▸ **Task details**
Show all lines of the listing that contain the word "tree".
Supplied material Block Start
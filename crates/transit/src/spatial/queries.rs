//! Geodesic distance helpers.
//!
//! R-tree prefilters run on Euclidean degree distances; final results
//! are always verified with the haversine formula.

use geo::{ClosestPoint, HaversineDistance, Line, LineString, Point};

/// Haversine distance between two points, in meters.
pub fn haversine_distance(p1: Point, p2: Point) -> f64 {
    p1.haversine_distance(&p2)
}

/// Haversine distance from a point to a line segment, in meters.
pub fn haversine_distance_to_line(point: Point, line: Line) -> f64 {
    let line_string = LineString::from(vec![line.start, line.end]);

    match line_string.closest_point(&point) {
        geo::Closest::Intersection(p) | geo::Closest::SinglePoint(p) => {
            haversine_distance(point, p)
        }
        geo::Closest::Indeterminate => f64::INFINITY,
    }
}

/// Meters to degrees at the equator. Used to size R-tree prefilter
/// radii; the prefilter is deliberately loose (a degree of longitude
/// shrinks away from the equator) and haversine checks trim the rest.
pub fn meters_to_degrees_approx(meters: f64) -> f64 {
    meters / 111_320.0
}

#[cfg(test)]
mod tests {
    use super::*;

    #[test]
    fn haversine_between_cities() {
        // San José to Ciudad Quesada is roughly 58 km.
        let san_jose = Point::new(-84.0907, 9.9281);
        let quesada = Point::new(-84.4295, 10.3236);

        let dist = haversine_distance(san_jose, quesada);
        assert!((dist - 58_000.0).abs() < 5_000.0);
    }

    #[test]
    fn distance_to_line_is_zero_on_the_line() {
        let point = Point::new(-84.0, 10.1);
        let line = Line::new(
            geo::Coord { x: -84.0, y: 10.0 },
            geo::Coord { x: -84.0, y: 10.2 },
        );

        assert!(haversine_distance_to_line(point, line) < 1.0);
    }

    #[test]
    fn degree_conversion_round_trips_the_equator_scale() {
        let deg = meters_to_degrees_approx(111_320.0);
        assert!((deg - 1.0).abs() < 1e-9);
    }
}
Supplied material Block End
▸ **Output below**
//! R-tree prefilters run on Euclidean degree distances; final results
/// Meters to degrees at the equator. Used to size R-tree prefilter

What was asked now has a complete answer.